→ **About this task**: Across the listing, tally the lines in which the word "creation" occurs, then report the tally alone.

→ **Source information**:
__________________________________________________
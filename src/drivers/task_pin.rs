//! Core-pinned thread spawning for the ESP32 dual-core.
//!
//! Wraps `esp_pthread_set_cfg()` so that `std::thread::spawn` creates a
//! FreeRTOS task pinned to a specific CPU core with explicit priority
//! and stack size. On non-ESP targets, falls back to plain thread spawn.
//!
//! # ESP-IDF Threading Model
//!
//! ESP-IDF implements `std::thread` via pthreads, which are thin wrappers
//! around FreeRTOS tasks. `esp_pthread_set_cfg()` sets thread-local
//! configuration that applies to the *next* `pthread_create()` call from
//! the calling thread. This means the config→spawn pair must not be
//! interleaved with other thread creation on the same thread.
//!
//! Unlike a bare `thread::spawn`, creation failure is returned as
//! [`SpawnError::OutOfResources`]: a motion task that cannot be created
//! drops the request, it must not take the firmware down.

use log::{info, warn};

use crate::app::ports::{SpawnError, TaskFn, TaskSpawner};

/// CPU core identifiers for the ESP32 dual-core.
#[derive(Debug, Clone, Copy, PartialEq, Eq)]
#[repr(i32)]
pub enum Core {
    /// Core 0 (PRO_CPU) — protocol stacks (Zigbee, console).
    Pro = 0,
    /// Core 1 (APP_CPU) — application / motion logic.
    App = 1,
}

/// Spawn a thread pinned to a specific core with explicit priority and stack.
///
/// The `name` parameter must be a null-terminated string (e.g. `"console\0"`).
#[cfg(target_os = "espidf")]
pub fn spawn_on_core(
    core: Core,
    priority: u8,
    stack_kb: usize,
    name: &'static str,
    f: impl FnOnce() + Send + 'static,
) -> Result<std::thread::JoinHandle<()>, SpawnError> {
    unsafe {
        let mut cfg = esp_idf_sys::esp_create_default_pthread_config();
        cfg.pin_to_core = core as i32;
        cfg.prio = priority as i32;
        cfg.stack_size = (stack_kb * 1024) as i32;
        cfg.thread_name = name.as_ptr() as *const _;
        let ret = esp_idf_sys::esp_pthread_set_cfg(&cfg);
        if ret != esp_idf_sys::ESP_OK as i32 {
            warn!("esp_pthread_set_cfg failed: {ret}");
            return Err(SpawnError::OutOfResources);
        }
    }

    let display_name = name.trim_end_matches('\0');
    info!(
        "Spawning '{}' on {:?} (pri={}, stack={}KB)",
        display_name, core, priority, stack_kb
    );

    std::thread::Builder::new()
        .name(display_name.into())
        .spawn(f)
        .map_err(|e| {
            warn!("Thread '{}' creation failed: {}", display_name, e);
            SpawnError::OutOfResources
        })
}

/// Simulation fallback — ignores core affinity and priority.
#[cfg(not(target_os = "espidf"))]
pub fn spawn_on_core(
    _core: Core,
    _priority: u8,
    stack_kb: usize,
    name: &'static str,
    f: impl FnOnce() + Send + 'static,
) -> Result<std::thread::JoinHandle<()>, SpawnError> {
    let display_name = name.trim_end_matches('\0');
    info!(
        "Spawning '{}' (sim, no core pinning, stack={}KB)",
        display_name, stack_kb
    );

    // Host threads need more headroom than the FreeRTOS budget (formatting, test harness).
    std::thread::Builder::new()
        .name(display_name.into())
        .stack_size((stack_kb * 1024).max(64 * 1024))
        .spawn(f)
        .map_err(|e| {
            warn!("Thread '{}' creation failed: {}", display_name, e);
            SpawnError::OutOfResources
        })
}

// ───────────────────────────────────────────────────────────────
// TaskSpawner adapter
// ───────────────────────────────────────────────────────────────

/// [`TaskSpawner`] that runs each task on a detached, core-pinned thread.
#[derive(Debug, Clone, Copy)]
pub struct ThreadSpawner {
    core: Core,
    priority: u8,
    stack_kb: usize,
}

impl ThreadSpawner {
    pub fn new(core: Core, priority: u8, stack_kb: usize) -> Self {
        Self {
            core,
            priority,
            stack_kb,
        }
    }
}

impl TaskSpawner for ThreadSpawner {
    fn spawn(&self, name: &'static str, task: TaskFn) -> Result<(), SpawnError> {
        // Detached: the task signals completion through the motion slot.
        spawn_on_core(self.core, self.priority, self.stack_kb, name, task).map(|_| ())
    }
}
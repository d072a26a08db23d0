//! Port traits — the hexagonal boundary between the shade core and the outside world.
//!
//! ```text
//!   Adapter ──▶ Port trait ──▶ ShadeController (domain)
//! ```
//!
//! Driven adapters (motor, store, reporter, clock, task spawner) implement
//! these traits.  The [`ShadeController`](super::service::ShadeController)
//! holds them as shared trait objects because the motion task runs on its
//! own thread and needs its own handle to each port.
//!
//! Every port takes `&self`: implementations that keep mutable state use
//! interior mutability and must be `Send + Sync`.

use super::state::TiltPercentage;

// ───────────────────────────────────────────────────────────────
// Motor port (driven adapter: domain → hardware)
// ───────────────────────────────────────────────────────────────

/// Physical actuation: three zero-argument direction commands.
///
/// Each call asserts a direction and returns promptly; the core never
/// expects these to block for the duration of a move.
pub trait MotorPort: Send + Sync {
    /// Drive towards 100%.
    fn forward(&self);

    /// Drive towards 0%.
    fn backward(&self);

    /// De-energise the motor.
    fn stop(&self);
}

// ───────────────────────────────────────────────────────────────
// Position store port (driven adapter: domain ↔ NVS / flash)
// ───────────────────────────────────────────────────────────────

/// Durable storage of the last settled tilt percentage.
///
/// Read once at controller construction, written once per settled move.
pub trait PositionStore: Send + Sync {
    /// Load the last settled position.
    /// Returns [`StoreError::NotFound`] on first boot.
    fn load(&self) -> Result<TiltPercentage, StoreError>;

    /// Persist a settled position.
    fn save(&self, tilt: TiltPercentage) -> Result<(), StoreError>;
}

// ───────────────────────────────────────────────────────────────
// Reporting sink (driven adapter: domain → protocol layer)
// ───────────────────────────────────────────────────────────────

/// Publishes the current tilt percentage to the network view.
///
/// Best-effort and non-blocking; there is no error path back to the core.
pub trait ReportSink: Send + Sync {
    fn report_tilt(&self, tilt: TiltPercentage);
}

// ───────────────────────────────────────────────────────────────
// Clock port
// ───────────────────────────────────────────────────────────────

/// Monotonic time source plus the delay primitive used by polling loops.
///
/// Injected so tests can run the drive loop on simulated time.
pub trait Clock: Send + Sync {
    /// Milliseconds since an arbitrary fixed origin (monotonic).
    fn now_ms(&self) -> u64;

    /// Block the calling task for roughly `ms` milliseconds.
    fn sleep_ms(&self, ms: u32);
}

// ───────────────────────────────────────────────────────────────
// Task spawner port
// ───────────────────────────────────────────────────────────────

/// Boxed body of a background task.
pub type TaskFn = Box<dyn FnOnce() + Send + 'static>;

/// Creates the background task that runs one drive loop.
pub trait TaskSpawner: Send + Sync {
    /// Start `task` on a new task/thread named `name`.
    ///
    /// On error the task body is dropped without running.
    fn spawn(&self, name: &'static str, task: TaskFn) -> Result<(), SpawnError>;
}

// ───────────────────────────────────────────────────────────────
// Error types
// ───────────────────────────────────────────────────────────────

/// Errors from [`PositionStore`] operations.
#[derive(Debug, Clone, Copy, PartialEq, Eq)]
pub enum StoreError {
    /// No position has been stored yet (first boot).
    NotFound,
    /// Stored record is outside `0..=100` or has the wrong shape.
    Corrupted,
    /// Generic I/O error from the storage backend.
    IoError,
}

/// Errors from [`TaskSpawner::spawn`].
#[derive(Debug, Clone, Copy, PartialEq, Eq)]
pub enum SpawnError {
    /// The scheduler could not allocate the task (stack / TCB exhaustion).
    OutOfResources,
}

impl core::fmt::Display for StoreError {
    fn fmt(&self, f: &mut core::fmt::Formatter<'_>) -> core::fmt::Result {
        match self {
            Self::NotFound => write!(f, "position not found"),
            Self::Corrupted => write!(f, "stored position corrupted"),
            Self::IoError => write!(f, "I/O error"),
        }
    }
}

impl core::fmt::Display for SpawnError {
    fn fmt(&self, f: &mut core::fmt::Formatter<'_>) -> core::fmt::Result {
        match self {
            Self::OutOfResources => write!(f, "out of resources"),
        }
    }
}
__________________________________________________
→ **Result of this task**: 4